Я все думаю, так ли уж случайно она появилась на моем пути. В тот день я бродил вокруг отцовского дома, порог которого я ни разу не переступал после капитуляции. Мне было известно, что Дани вернулся в Берлин, но остановился в какой-то другой, более или менее конспиративной квартире, возможно, в русском секторе, а Ио, его вторая жена, с которой в 1940 году ему пришлось развестись, опять поселилась в этом доме с благословения американской разведки. Экипированный накладными усами и широкими темными очками, которые я обычно ношу в солнечную погоду (чтобы защитить глаза, еще слишком уязвимые после ранения, полученного мной в октябре сорок четвертого в Трансильвании), надвинув на лоб широкополую дорожную шляпу, я мог не опасаться того, что меня узнает моя молодая мачеха (она на пятнадцать лет моложе меня), если ей вздумается прямо сейчас выйти из дома. Остановившись перед приоткрытыми воротами, я сделал вид, что меня очень заинтересовала новенькая лакированная деревянная вывеска с элегантными нарисованными от руки завитками, копирующими кованые узоры в стиле модерн на старинной решетке ворот, как будто я подыскивал себе манекены или сам хотел бы их продать, что в известном смысле не так уж далеко от истины…

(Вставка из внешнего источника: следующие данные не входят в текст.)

//! Command-line interface definition using clap.
//!
//! This module defines:
//! - [`Args`] - CLI argument structure (for use with clap)
//! - [`OutputFormat`] - Report format options
//!
//! [`Args`] also knows how to turn itself into the library configs, so the
//! binary stays a thin pipeline.

use clap::{Parser, ValueEnum};
use serde::{Deserialize, Serialize};

use crate::config::{
    DEFAULT_TOP_DAYS, HeaderPattern, InvalidDateTimePolicy, StatsConfig, TranscriptConfig,
};
use crate::core::filter::FilterConfig;
use crate::error::ChatstatError;
use crate::format::ReportFormat;

/// Compute message statistics from a chat transcript export.
#[derive(Parser, Debug, Clone)]
#[command(name = "chatstat")]
#[command(version, about, long_about = None)]
#[command(after_help = "EXAMPLES:
    chatstat chat.txt
    chatstat chat.txt -f json -o stats.json
    chatstat chat.txt --after 2024-01-01 --from Alice
    chatstat chat.txt --legacy-headers --strict -vv")]
pub struct Args {
    /// Path to the transcript file
    pub input: String,

    /// Report format
    #[arg(short, long, value_enum, default_value = "text")]
    pub format: OutputFormat,

    /// Write the report to this file instead of stdout
    #[arg(short, long, value_name = "FILE")]
    pub output: Option<String>,

    /// Number of busiest days to list
    #[arg(long, value_name = "N", default_value_t = DEFAULT_TOP_DAYS)]
    pub top_days: usize,

    /// Fail on the first message whose timestamp cannot be resolved
    #[arg(long)]
    pub strict: bool,

    /// Only accept headers with two-digit years and hours
    #[arg(long)]
    pub legacy_headers: bool,

    /// Only count messages on or after this date (YYYY-MM-DD)
    #[arg(long, value_name = "DATE")]
    pub after: Option<String>,

    /// Only count messages on or before this date (YYYY-MM-DD)
    #[arg(long, value_name = "DATE")]
    pub before: Option<String>,

    /// Only count messages from this sender
    #[arg(long, value_name = "USER")]
    pub from: Option<String>,

    /// Increase log verbosity (-v info, -vv debug)
    #[arg(short, long, action = clap::ArgAction::Count)]
    pub verbose: u8,
}

impl Args {
    /// Parser configuration selected by the flags.
    pub fn transcript_config(&self) -> TranscriptConfig {
        let pattern = if self.legacy_headers {
            HeaderPattern::Legacy
        } else {
            HeaderPattern::Flexible
        };
        TranscriptConfig::new().with_header_pattern(pattern)
    }

    /// Aggregation configuration selected by the flags.
    pub fn stats_config(&self) -> StatsConfig {
        let policy = if self.strict {
            InvalidDateTimePolicy::Abort
        } else {
            InvalidDateTimePolicy::Skip
        };
        StatsConfig::new()
            .with_top_days(self.top_days)
            .with_invalid_datetime(policy)
    }

    /// Filter configuration selected by the flags.
    ///
    /// # Errors
    ///
    /// Returns [`ChatstatError::InvalidDate`] if `--after` or `--before` is
    /// not a `YYYY-MM-DD` date.
    pub fn filter_config(&self) -> Result<FilterConfig, ChatstatError> {
        let mut config = FilterConfig::new();
        if let Some(ref after) = self.after {
            config = config.with_date_from(after)?;
        }
        if let Some(ref before) = self.before {
            config = config.with_date_to(before)?;
        }
        if let Some(ref from) = self.from {
            config = config.with_sender(from.clone());
        }
        Ok(config)
    }

    /// Default log directive for the verbosity count.
    pub fn log_level(&self) -> &'static str {
        match self.verbose {
            0 => "warn",
            1 => "info",
            _ => "debug",
        }
    }
}

/// Report format options.
#[derive(Debug, Clone, Copy, PartialEq, Eq, Hash, ValueEnum, Default, Serialize, Deserialize)]
#[serde(rename_all = "lowercase")]
pub enum OutputFormat {
    /// Human-readable report with bar charts (default)
    #[default]
    #[value(alias = "txt")]
    Text,

    /// Pretty-printed JSON object
    Json,

    /// `Section;Key;Value` rows with semicolon delimiter
    Csv,
}

impl std::fmt::Display for OutputFormat {
    fn fmt(&self, f: &mut std::fmt::Formatter<'_>) -> std::fmt::Result {
        write!(f, "{}", ReportFormat::from(*self))
    }
}

// Conversion to library format type
impl From<OutputFormat> for ReportFormat {
    fn from(format: OutputFormat) -> ReportFormat {
        match format {
            OutputFormat::Text => ReportFormat::Text,
            OutputFormat::Json => ReportFormat::Json,
            OutputFormat::Csv => ReportFormat::Csv,
        }
    }
}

Взглянув вверх на фасад фамильного особняка, еще сохранившего былой лоск, я с удивлением заметил (как я мог не обратить на это внимание, когда подходил?), что на втором этаже, прямо над входной дверью с прямоугольным окошечком, забранным литыми арабесками, широко раскрыто центральное окно, хотя в такой теплый осенний день в этом не было ничего удивительного. В оконном проеме была видна особа женского пола, которую я сначала принял за манекен, такой неподвижной казалась она издали, да и мысль о том, что манекен выставили там, чтобы его было лучше видно с улицы, представлялась вполне правдоподобной, ведь деревянная вывеска на воротах указывала на то, что здесь располагается торговое заведение. Что касается куклы, высотой в человеческий рост, которая должна была служить приманкой для покупателей (грациозная юная девушка с кокетливо растрепанными золотистыми волосами), то ее облик придавал еще более двусмысленный – если не сказать, непристойный, – характер каллиграфической надписи на вывеске, поскольку сейчас детскими игрушками и восковыми манекенами для модных магазинов в нашей беспутной столице торгуют не так бойко, как малолетними шлюшками.